Bad: Adrian's Blog: Word Alive and Spring Harvest to Separate After 15 Years Because of the Atonement.
Go and re-read Ephesians chapter 4 and tell me how this could be anything but a tragic mess and complete failure on both sides to grasp the message of the Gospel. How, in God's name, could Adrian do anything but weep at this development.
Even my ordinary dictionary defines Atonement as Christian Theology. The reconciliation of God and mankind [ed: ugh, should be humankind] through the death of Jesus Christ. Origin C16 from at one + -ment
Pity that both Word Alive and Spring Harvest have both totally lost the plot (and supported in that it seems by Adrian) on what at one + -ment actually means.
Wake up folks!
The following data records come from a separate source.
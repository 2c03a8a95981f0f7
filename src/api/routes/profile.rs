//! Profile Routes
//!
//! - GET /api/v1/profile - Profile of the signed-in user
//! - PUT /api/v1/profile/avatar - Upload an avatar (raw image body)
//!
//! The avatar body is the image itself. `Content-Type` must be an image
//! type; `X-File-Name` supplies the original name (for the extension).

use axum::{
    body::Bytes,
    extract::State,
    http::{header, HeaderMap},
    Json,
};
use std::sync::Arc;

use crate::api::dto::AvatarResponse;
use crate::api::error::ApiResult;
use crate::api::state::AppState;
use crate::models::Profile;

const FILE_NAME_HEADER: &str = "x-file-name";

/// GET /api/v1/profile
pub async fn get_profile(State(state): State<Arc<AppState>>) -> ApiResult<Json<Profile>> {
    Ok(Json(state.profiles.get().await?))
}

/// PUT /api/v1/profile/avatar
pub async fn upload_avatar(
    State(state): State<Arc<AppState>>,
    headers: HeaderMap,
    body: Bytes,
) -> ApiResult<Json<AvatarResponse>> {
    let content_type = headers
        .get(header::CONTENT_TYPE)
        .and_then(|v| v.to_str().ok())
        .unwrap_or("application/octet-stream");
    let file_name = headers
        .get(FILE_NAME_HEADER)
        .and_then(|v| v.to_str().ok())
        .unwrap_or("avatar");

    let avatar_url = state
        .profiles
        .upload_avatar(file_name, body.to_vec(), content_type)
        .await?;

    Ok(Json(AvatarResponse { avatar_url }))
}
//! Goaltracker API Server
//!
//! Run with: cargo run --bin goaltracker
//!
//! # Configuration
//!
//! Read from `~/.config/goaltracker/config.toml` or `./goaltracker.toml`,
//! then overridden by environment variables:
//! - `GOALTRACKER_BACKEND_URL`: Backend project URL (empty: in-memory backend)
//! - `GOALTRACKER_ANON_KEY`: Public API key of the project
//! - `GOALTRACKER_API_HOST` / `GOALTRACKER_API_PORT`: Bind address (default: 127.0.0.1:8085)
//! - `GOALTRACKER_DATA_DIR`: Local state (remembered session, activity log)
//! - `GOALTRACKER_LOG_LEVEL` / `GOALTRACKER_LOG_FORMAT`: Logging (`pretty` or `json`)
//! - `RUST_LOG`: Log filter (default: goaltracker=info,tower_http=debug)

use anyhow::Context;
use goaltracker::api::{serve, ApiConfig, AppState};
use goaltracker::backend::{Backend, MemoryBackend, SupabaseBackend};
use goaltracker::config::{Config, LoggingConfig};
use std::fs::OpenOptions;
use std::sync::{Arc, Mutex};
use tracing_subscriber::{
    fmt::writer::BoxMakeWriter, layer::SubscriberExt, util::SubscriberInitExt, EnvFilter,
};

#[tokio::main]
async fn main() -> anyhow::Result<()> {
    let config = Config::load_default();
    init_tracing(&config.logging)?;

    tracing::info!("Starting Goaltracker API server v{}", env!("CARGO_PKG_VERSION"));

    let backend: Arc<dyn Backend> = if config.backend.is_remote() {
        tracing::info!(url = %config.backend.url, "Using hosted backend");
        Arc::new(
            SupabaseBackend::new(config.backend.supabase())
                .context("Failed to create backend client")?,
        )
    } else {
        tracing::warn!("No backend URL configured, using the in-memory backend (data is lost on exit)");
        Arc::new(MemoryBackend::new())
    };

    match backend.health_check().await {
        Ok(()) => tracing::info!("Backend connection verified"),
        Err(e) => tracing::warn!("Backend not reachable: {} (requests will fail until it is)", e),
    }

    tracing::info!("Data directory: {:?}", config.session.data_path());
    let state = AppState::from_config(backend, &config);

    match state.sessions.restore().await {
        Ok(Some(session)) => {
            tracing::info!(user_id = session.user_id(), "Restored remembered session")
        }
        Ok(None) => tracing::info!("No remembered session, waiting for sign-in"),
        Err(e) => tracing::warn!("Failed to restore session: {}", e),
    }

    let api_config = ApiConfig::from(&config.api);
    serve(state, &api_config).await?;

    tracing::info!("Goaltracker API server stopped");
    Ok(())
}

/// Install the global subscriber; `RUST_LOG` wins over the configured level
fn init_tracing(config: &LoggingConfig) -> anyhow::Result<()> {
    let filter = EnvFilter::try_from_default_env().or_else(|_| {
        EnvFilter::try_new(format!("goaltracker={},tower_http=debug", config.level))
    })?;

    let writer = match &config.file {
        Some(path) => {
            let file = OpenOptions::new()
                .create(true)
                .append(true)
                .open(path)
                .with_context(|| format!("Failed to open log file {}", path))?;
            BoxMakeWriter::new(Mutex::new(file))
        }
        None => BoxMakeWriter::new(std::io::stdout),
    };

    let registry = tracing_subscriber::registry().with(filter);
    match config.format.as_str() {
        "json" => registry
            .with(tracing_subscriber::fmt::layer().json().with_writer(writer))
            .init(),
        _ => registry
            .with(tracing_subscriber::fmt::layer().with_writer(writer))
            .init(),
    }

    Ok(())
}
Go back to your Bibles and rediscover grace, reconciliation and unity as theme central to Christian faith.
Good: PamBG's Blog: Atonement, Justice and Reciprocity.
Good: How these Christians hate one another | Ekklesia.
Good: Turbulent Cleric: More on that Jeffrey John sermon.
Notice how both Pam, Simon and Paul start from actually reading and listening to others rather than leaping to wrong conclusions as Adrian's article sadly still demonstrates and as I tried to point out in 42: Do not read before slamming.
Also go and read Dean's atonement talk resulted in abuse and obscenity | Ekklesia which actually demonstrates clearly how Jeffrey John's talk is standard Church of England teaching. I am including the text of his letter to the Church Times newspaper (taken from the Ekklesia post).
The most recent statement by the Church of England on the meaning of the Cross is the Doctrine Commission’s report The Mystery of Salvation (Church House Publishing, 1995). It restates the view of the 1938 Commission that “the notion of propitiation as the placating by man of an angry God is definitely unchristian” (p. 213).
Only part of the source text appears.